Working with a Rapsodo Pitching camera system we can evaluate your ball movement after completing a full bullpen session.  If you can’t throw a full bullpen during your visit, it would be difficult to get a good read.  This portion of the assessment is optional.

Below is a list of five topics we evaluate in every pitcher’s ball movement:

    1. Spin axis by pitch type
    2. Spin efficiency %s by pitch type
    3. Differentiation and relative pitch movement
    4. Holes in the overall movement pattern
    5. Consistency of arm slot (release height and side)

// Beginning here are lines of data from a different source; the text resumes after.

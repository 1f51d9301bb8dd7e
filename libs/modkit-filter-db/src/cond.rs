use modkit_filter::{BoundPredicate, Value};
use sea_orm::{ColumnTrait, Condition, Value as DbValue, sea_query::Expr};

use crate::entity::FilterableColumns;
use crate::error::FilterDbError;

/// Lowers a bound filter predicate into a `SeaORM` `Condition` over `E`.
///
/// Columns are qualified with the entity's table so the same condition is
/// valid on the base entity and on an entity joined into the query.
///
/// # Rules
/// - `Eq` / `Ne` / `In` compare the mapped column with the bound values
/// - `IsNull` becomes `column IS NULL`
/// - Empty `And` is true, empty `Or` and empty `In` are false
/// - A null member of an `In` list never matches but makes a miss unknown
///
/// # Errors
/// Returns `FilterDbError::UnmappedField` if the predicate references a field
/// `E` maps to no column.
pub fn build_filter_condition<E>(predicate: &BoundPredicate) -> Result<Condition, FilterDbError>
where
    E: FilterableColumns,
    E::Column: ColumnTrait + Copy,
{
    let cond = match predicate {
        BoundPredicate::Const(b) => Condition::all().add(Expr::value(*b)),
        BoundPredicate::Eq(field, v) => Condition::all().add(column::<E>(*field)?.eq(db_value(v))),
        BoundPredicate::Ne(field, v) => Condition::all().add(column::<E>(*field)?.ne(db_value(v))),
        BoundPredicate::IsNull(field) => Condition::all().add(column::<E>(*field)?.is_null()),
        BoundPredicate::In(field, values) => in_condition(column::<E>(*field)?, values),
        BoundPredicate::And(parts) if parts.is_empty() => Condition::all().add(Expr::value(true)),
        BoundPredicate::Or(parts) if parts.is_empty() => Condition::all().add(Expr::value(false)),
        BoundPredicate::And(parts) => {
            let mut cond = Condition::all();
            for part in parts {
                cond = cond.add(build_filter_condition::<E>(part)?);
            }
            cond
        }
        BoundPredicate::Or(parts) => {
            let mut cond = Condition::any();
            for part in parts {
                cond = cond.add(build_filter_condition::<E>(part)?);
            }
            cond
        }
        BoundPredicate::Not(inner) => build_filter_condition::<E>(inner)?.not(),
    };
    Ok(cond)
}

/// Null members become an unknown disjunct rather than a typed null inside
/// the `IN` list.
fn in_condition(col: Expr, values: &[Value]) -> Condition {
    if values.is_empty() {
        return Condition::all().add(Expr::value(false));
    }
    let present: Vec<DbValue> = values
        .iter()
        .filter(|v| !v.is_null())
        .map(db_value)
        .collect();
    let has_null = present.len() < values.len();
    let mut cond = Condition::any();
    if !present.is_empty() {
        cond = cond.add(col.is_in(present));
    }
    if has_null {
        cond = cond.add(Expr::value(DbValue::Bool(None)));
    }
    cond
}

fn column<E>(field: &'static str) -> Result<Expr, FilterDbError>
where
    E: FilterableColumns,
    E::Column: ColumnTrait + Copy,
{
    let col = E::column(field).ok_or(FilterDbError::UnmappedField {
        entity: E::NAME,
        field,
    })?;
    Ok(Expr::col((E::default(), col)))
}

fn db_value(v: &Value) -> DbValue {
    match v {
        Value::Null => DbValue::Bool(None),
        Value::Bool(b) => DbValue::from(*b),
        Value::I64(i) => DbValue::from(*i),
        Value::String(s) => DbValue::from(s.clone()),
        Value::Uuid(u) => DbValue::from(*u),
    }
}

The measurements will help dictate how we would  work with each pitcher in a pitch design program.  Issues may be varied but here are a few that regularly jump out from the analysis:

    • 4-seam and 2-seam have similar movement patterns
    • 2-seam could use more sink
    • Change-up could use more drop and sink
    • Curveball lacks sufficient depth
    • The curveball is actually a slider
    • The slider is more like a pure gyroball

The availability of data makes any discussion mute about ball movement, because the numbers tell you exactly what you’re throwing.  When it comes to movement, eyes alone do not tell give you the whole picture.

Post-Assessment Consult Session

At the conclusion of your assessment, typically on the day 2, we will have a sit down to go over the results of your assessment.  This includes reviewing your:

    • Physical strengths and imbalances, including any mobility issues that may be hindering your ability to perform
    • Pitching mechanics disconnects discovered during the video review and motion capture data analysis
    • Pitch repertoire and ball movement parameters and opportunities discovered during your Rapsodo bullpen (optional)

At the conclusion of the consult session, we generally discuss a roadmap to address any physical and mechanical issues that we’ve uncovered during the evaluation.